Qualche lezione da un'insurrezione passata per un'insurrezione futura

di François Martin

[La Commune de Paris : quelques leçons d’une insurrection passée pour une insurrection future, ciclostilato, 1970; trad. it. in Karl Marx et alii, La Comune di Parigi del 1871 e la guerra civile in Francia, Edizioni La Vecchia Talpa, Napoli 1971, pp. 7-14; traduzione riveduta e corretta]

jk952odj«I proletari della capitale, di fronte alle deficienze e ai tradimenti delle classi governanti, hanno compreso che era giunta per essi l'ora di salvare la situazione prendendo nelle proprie mani la direzione degli affari pubblici... il proletariato... ha compreso che era suo dovere imperioso e suo assoluto diritto prendere nelle proprie mani i suoi destini, e di assicurarsene il trionfo impadronendosi del potere».

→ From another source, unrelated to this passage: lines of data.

use crate::viewport::ViewTransform;
use std::fmt::Write;

/// Default distance between grid lines in world units.
pub const DEFAULT_GRID_SPACING: f32 = 50.0;

/// Lines closer together than this many screen pixels are not drawn.
pub const MIN_SCREEN_SPACING: f32 = 4.0;

/// Screen-space positions of the visible grid lines.
#[derive(Debug, Clone, Default, PartialEq)]
pub struct GridLines {
    /// X coordinates of vertical lines.
    pub vertical: Vec<f32>,
    /// Y coordinates of horizontal lines.
    pub horizontal: Vec<f32>,
}

impl GridLines {
    pub fn is_empty(&self) -> bool {
        self.vertical.is_empty() && self.horizontal.is_empty()
    }
}

/// Compute the grid lines covering a `width` x `height` canvas.
///
/// Lines sit on world coordinates that are multiples of `spacing`, so the
/// grid pans and zooms with the content.
pub fn grid_lines(width: f32, height: f32, view: &ViewTransform, spacing: f32) -> GridLines {
    if !width.is_finite() || !height.is_finite() {
        return GridLines::default();
    }

    let effective_spacing = spacing * view.zoom();

    if !(effective_spacing >= MIN_SCREEN_SPACING) {
        return GridLines::default();
    }

    // World origin lands at `pan` on screen, so offset modulo spacing
    let pan = view.pan();
    let offset_x = pan.x.rem_euclid(effective_spacing);
    let offset_y = pan.y.rem_euclid(effective_spacing);

    let along = |offset: f32, extent: f32| {
        let mut lines = Vec::new();
        let mut i = 0u32;
        loop {
            let pos = offset + effective_spacing * i as f32;
            if pos >= extent + effective_spacing {
                break;
            }
            lines.push(pos);
            i += 1;
        }
        lines
    };

    GridLines {
        vertical: along(offset_x, width),
        horizontal: along(offset_y, height),
    }
}

/// Generate SVG path commands for grid lines
///
/// # Arguments
/// * `width` - Canvas width in pixels
/// * `height` - Canvas height in pixels
/// * `view` - Current view transform
/// * `spacing` - Grid spacing in world units
///
/// # Returns
/// SVG path commands string (e.g., "M 0 0 L 0 600 M 50 0 L 50 600...")
pub fn generate_grid_commands(
    width: f32,
    height: f32,
    view: &ViewTransform,
    spacing: f32,
) -> String {
    let lines = grid_lines(width, height, view, spacing);
    let mut commands = String::with_capacity((lines.vertical.len() + lines.horizontal.len()) * 24);

    for x in &lines.vertical {
        if !commands.is_empty() {
            commands.push(' ');
        }
        let _ = write!(commands, "M {} 0 L {} {}", x, x, height);
    }
    for y in &lines.horizontal {
        if !commands.is_empty() {
            commands.push(' ');
        }
        let _ = write!(commands, "M 0 {} L {} {}", y, width, y);
    }

    commands
}

#[cfg(test)]
mod tests {
    use super::*;
    use crate::viewport::Point;

    fn view(zoom: f32, pan_x: f32, pan_y: f32) -> ViewTransform {
        ViewTransform::new(zoom, Point::new(pan_x, pan_y))
    }

    // ========================================================================
    // Basic Grid Generation
    // ========================================================================

    #[test]
    fn test_grid_commands() {
        let commands = generate_grid_commands(100.0, 100.0, &view(1.0, 0.0, 0.0), 50.0);
        assert!(commands.contains("M 0 0 L 0 100")); // First vertical
        assert!(commands.contains("M 50 0 L 50 100")); // Second vertical
        assert!(commands.contains("M 0 50 L 100 50")); // Second horizontal
    }

    #[test]
    fn test_grid_lines_positions() {
        let lines = grid_lines(100.0, 60.0, &view(1.0, 0.0, 0.0), 50.0);
        assert_eq!(lines.vertical, vec![0.0, 50.0, 100.0]);
        assert_eq!(lines.horizontal, vec![0.0, 50.0, 100.0]);
    }

    // ========================================================================
    // Zoom Behavior
    // ========================================================================

    #[test]
    fn test_grid_zoom_scales_spacing() {
        let lines = grid_lines(200.0, 200.0, &view(2.0, 0.0, 0.0), 50.0);
        assert_eq!(lines.vertical, vec![0.0, 100.0, 200.0]);

        let fewer = generate_grid_commands(200.0, 200.0, &view(2.0, 0.0, 0.0), 50.0);
        let more = generate_grid_commands(200.0, 200.0, &view(1.0, 0.0, 0.0), 50.0);
        assert!(more.matches("M ").count() > fewer.matches("M ").count());
    }

    #[test]
    fn test_grid_hidden_when_lines_too_dense() {
        // 50 * 0.05 = 2.5 px
        let commands = generate_grid_commands(100.0, 100.0, &view(0.05, 0.0, 0.0), 50.0);
        assert!(commands.is_empty());
        assert!(grid_lines(100.0, 100.0, &view(0.05, 0.0, 0.0), 50.0).is_empty());
    }

    #[test]
    fn test_grid_at_spacing_threshold() {
        // 4.0 is not < 4.0, so renders
        assert!(!generate_grid_commands(100.0, 100.0, &view(1.0, 0.0, 0.0), 4.0).is_empty());
        assert!(generate_grid_commands(100.0, 100.0, &view(1.0, 0.0, 0.0), 3.9).is_empty());
    }

    #[test]
    fn test_grid_zero_spacing_is_empty() {
        assert!(generate_grid_commands(100.0, 100.0, &view(1.0, 0.0, 0.0), 0.0).is_empty());
    }

    #[test]
    fn test_grid_non_finite_size_is_empty() {
        let v = view(1.0, 0.0, 0.0);
        assert!(grid_lines(f32::NAN, 100.0, &v, 50.0).is_empty());
        assert!(grid_lines(100.0, f32::INFINITY, &v, 50.0).is_empty());
        assert!(generate_grid_commands(f32::INFINITY, f32::NAN, &v, 50.0).is_empty());
    }

    // ========================================================================
    // Pan Behavior
    // ========================================================================

    #[test]
    fn test_grid_pan_offsets_lines() {
        let lines = grid_lines(100.0, 100.0, &view(1.0, 10.0, 0.0), 50.0);
        assert_eq!(lines.vertical, vec![10.0, 60.0, 110.0]);
    }

    #[test]
    fn test_grid_pan_wraps_with_modulo() {
        let a = generate_grid_commands(100.0, 100.0, &view(1.0, 0.0, 0.0), 50.0);
        let b = generate_grid_commands(100.0, 100.0, &view(1.0, 50.0, 0.0), 50.0);
        assert_eq!(a, b);
    }

    #[test]
    fn test_grid_negative_pan() {
        let lines = grid_lines(100.0, 100.0, &view(1.0, -10.0, -10.0), 50.0);
        assert_eq!(lines.vertical, vec![40.0, 90.0, 140.0]);
    }

    #[test]
    fn test_grid_lines_stay_on_world_multiples() {
        let v = view(1.15, 37.0, -12.0);
        let lines = grid_lines(400.0, 300.0, &v, 50.0);
        for x in lines.vertical {
            let world = v.to_world(Point::new(x, 0.0)).x;
            let rem = world.rem_euclid(50.0);
            assert!(rem < 0.01 || rem > 49.99, "x={} world={}", x, world);
        }
    }

    // ========================================================================
    // Output Format Validation
    // ========================================================================

    #[test]
    fn test_grid_commands_no_trailing_space() {
        let commands = generate_grid_commands(100.0, 100.0, &view(1.0, 0.0, 0.0), 25.0);
        assert!(!commands.ends_with(' '));
        assert!(!commands.starts_with(' '));
    }
}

Così si esprimeva il comitato centrale della Guardia Nazionale nel suo manifesto del 18 marzo 1871. Alcune settimane dopo, questo stesso proletariato1 che aveva fatto tremare tutti i poteri reazionari d'Europa, veniva schiacciato. È proprio questa «situazione», che bisognava salvare, ad aver determinato la disfatta.

È in questa «situazione», nella sua concreta particolarità, e nella condizione del proletariato del tempo che bisogna cercare il segreto degli avvenimenti e in definitiva le cause del suo fallimento.

Da un secolo a questa parte, tutte le battaglie di classe, per poco che siano state vittoriose, sono state seguite dalla ricostituzione e dalla dominazione sempre più estesa del modo di produzione e di scambio capitalistici. Tanto meglio! Nella misura in cui la classe operaia non giungeva a porre le premesse di una trasformazione radicale, a instaurare il comunismo, le sue stesse lotte sembravano creare le condizioni di questa dominazione sempre più compiuta del capitalismo, distruggendo gli ostacoli che esso trovava sul suo cammino e dissolvendo le strutture arcaiche2.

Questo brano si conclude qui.